Oilfield on the United Kingdom's continental shelf

The Claymore oil field is located in Block 14/19 on the United Kingdom's Continental Shelf. It is 161 km northeast of Aberdeen in the Central North Sea. The field is named after a double-edged broadsword used by Highland Scots. Recoverable oil reserves were estimated to be 511 million barrels from an initial oil in place of 1452.9 million barrels. The field was developed through a large steel jacket platform standing in 110 m of water. A separate accommodation platform was installed in 1995. Fluid production was supported by gas lift and significant water injection. The production platform also supports production from the Scapa field, the Golden Eagle field and the Tartan field. Oil is exported to the Flotta terminal.

== History ==
The Claymore field was discovered in 1974 by Occidental of Scotland with well 14/19-2 which penetrated 158 metres of oil sand at a depth of 2,459 metres subsea. The field is subdivided into main, central and northern areas. Production is from Upper Jurassic paralic and turbidite sandstones in the main area, lower Cretaceous turbidite sandstones that overlie faulted Graben margins in the northern area, and Permian carbonates and Carboniferous sandstones in the central area. The oil in place has an API Gravity of 26–33° and a gas oil ratio of 100–400 standard cubic feet per barrel. The sulfur content was 1.8 %.
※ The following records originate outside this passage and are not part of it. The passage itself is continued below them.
//! Custom emoji and usage tallies.

use crate::EmojiId;
use std::collections::HashMap;

/// A custom emoji as enumerated from a guild.
#[derive(Debug, Clone, PartialEq, Eq, Hash)]
pub struct GuildEmoji {
    /// Platform id
    pub id: EmojiId,
    /// Display name without colons
    pub name: String,
    /// Animated emoji are never tallied
    pub animated: bool,
}

impl GuildEmoji {
    /// Create a static (non-animated) emoji.
    pub fn new(id: impl Into<EmojiId>, name: impl Into<String>) -> Self {
        Self {
            id: id.into(),
            name: name.into(),
            animated: false,
        }
    }

    /// Create an animated emoji.
    pub fn animated(id: impl Into<EmojiId>, name: impl Into<String>) -> Self {
        Self {
            animated: true,
            ..Self::new(id, name)
        }
    }
}

/// Key of a tally entry: the stable id plus the name used to render it.
///
/// Renders in the `<:name:id>` form chat clients display inline.
#[derive(Debug, Clone, PartialEq, Eq, Hash, derive_more::Display)]
#[display("<:{}:{}>", name, id)]
pub struct EmojiKey {
    /// Platform id
    pub id: EmojiId,
    /// Display name
    pub name: String,
}

/// Usage counts for the static custom emoji of one guild.
///
/// Entries keep the order in which they were seeded, which is also the
/// tie-break order when the report sorts by count.
///
/// # Examples
///
/// ```
/// use foodbot_core::{EmojiId, EmojiTally, GuildEmoji};
///
/// let mut tally = EmojiTally::seeded([
///     GuildEmoji::new(1, "pog"),
///     GuildEmoji::animated(2, "party"),
/// ]);
///
/// // Animated emoji are left out entirely.
/// assert_eq!(tally.len(), 1);
/// assert!(tally.increment(EmojiId(1), 3));
/// assert!(!tally.increment(EmojiId(2), 1));
/// assert_eq!(tally.count(EmojiId(1)), Some(3));
/// ```
#[derive(Debug, Clone, Default, PartialEq, Eq)]
pub struct EmojiTally {
    entries: Vec<(EmojiKey, u64)>,
    index: HashMap<EmojiId, usize>,
}

impl EmojiTally {
    /// Create an empty tally.
    pub fn new() -> Self {
        Self::default()
    }

    /// Create a tally with every static emoji initialised to zero.
    pub fn seeded<I>(emojis: I) -> Self
    where
        I: IntoIterator<Item = GuildEmoji>,
    {
        let mut tally = Self::new();
        for emoji in emojis {
            tally.seed(emoji);
        }
        tally
    }

    /// Add an emoji with a zero count.
    ///
    /// Returns `false` when the emoji is animated or already present.
    pub fn seed(&mut self, emoji: GuildEmoji) -> bool {
        if emoji.animated || self.index.contains_key(&emoji.id) {
            return false;
        }
        self.index.insert(emoji.id, self.entries.len());
        self.entries.push((
            EmojiKey {
                id: emoji.id,
                name: emoji.name,
            },
            0,
        ));
        true
    }

    /// Whether the id is a tallied (static, known) emoji.
    pub fn contains(&self, id: EmojiId) -> bool {
        self.index.contains_key(&id)
    }

    /// Add `by` to a known emoji. Unknown ids are ignored and return `false`.
    pub fn increment(&mut self, id: EmojiId, by: u64) -> bool {
        match self.index.get(&id) {
            Some(&position) => {
                let count = &mut self.entries[position].1;
                *count = count.saturating_add(by);
                true
            }
            None => false,
        }
    }

    /// Current count of a known emoji.
    pub fn count(&self, id: EmojiId) -> Option<u64> {
        self.index.get(&id).map(|&position| self.entries[position].1)
    }

    /// Number of tallied emoji.
    pub fn len(&self) -> usize {
        self.entries.len()
    }

    /// True when the guild has no static custom emoji.
    pub fn is_empty(&self) -> bool {
        self.entries.is_empty()
    }

    /// Sum of every count.
    pub fn total(&self) -> u64 {
        self.entries.iter().map(|(_, count)| *count).sum()
    }

    /// Entries in seeding order.
    pub fn iter(&self) -> impl Iterator<Item = (&EmojiKey, u64)> {
        self.entries.iter().map(|(key, count)| (key, *count))
    }

    /// Entries sorted by ascending count, ties in seeding order.
    pub fn sorted_ascending(&self) -> Vec<(&EmojiKey, u64)> {
        let mut sorted: Vec<_> = self.iter().collect();
        sorted.sort_by_key(|(_, count)| *count);
        sorted
    }
}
The topsides for Claymore were designed and procured by Matthew Hall Engineering (MHE) which was awarded the contract in November 1976. MHE was also responsible for construction supervision. The installation was constructed in Cherbourg, France by Union Industrielle et d'Enterprise. Initially there were facilities for 24 oil production wells, ten water injection wells and two gas injection wells. The production capacity was 180,000 barrels of oil per day. There was initially a single production train with three stages of 3-phase (oil, gas and produced water) separation; the first stage separator initially operated at 5.9 barg. Electricity generation was powered by two 12 MW Rolls-Royce Avon gas turbines. The original topside accommodation was for 150 people. The topsides weighed 10,000 tonnes and there were four modules supported by an eight leg steel jacket installed in 1976. MHE was awarded The Queen's Award for Enterprise: Innovation (Technology) in 1980 for the innovative design of production facilities for Claymore A Platform.

== Operation ==
First oil was produced from Claymore in November 1977 and was exported to Flotta Terminal via a 30-inch pipeline. Gas could also be exported (or later imported) to/from the Frigg pipeline system.

The first year of peak production was 1984, when 5.25 million tonnes of oil and 60,000 tonnes of Natural Gas Liquids were produced.

Two subsea water injection templates were installed in 1981 and 1985.

In 1995 an accommodation platform (designated CAP) was installed, linked to the existing Claymore Production Platform (CPP) by a 106-metre bridge.

As of 2017 Claymore has 32 platform oil production wells; four platform water injection wells; five subsea Scapa oil production wells; and 17 subsea water injection well. Fluids are separated in two horizontal vessels operating in parallel, plus a dedicated Scapa separator. Produced water is treated in hydrocyclones and a degasser vessel prior to overboard disposal. The current capacity of the processing plant, and the ullage available to third party operators, is as follows.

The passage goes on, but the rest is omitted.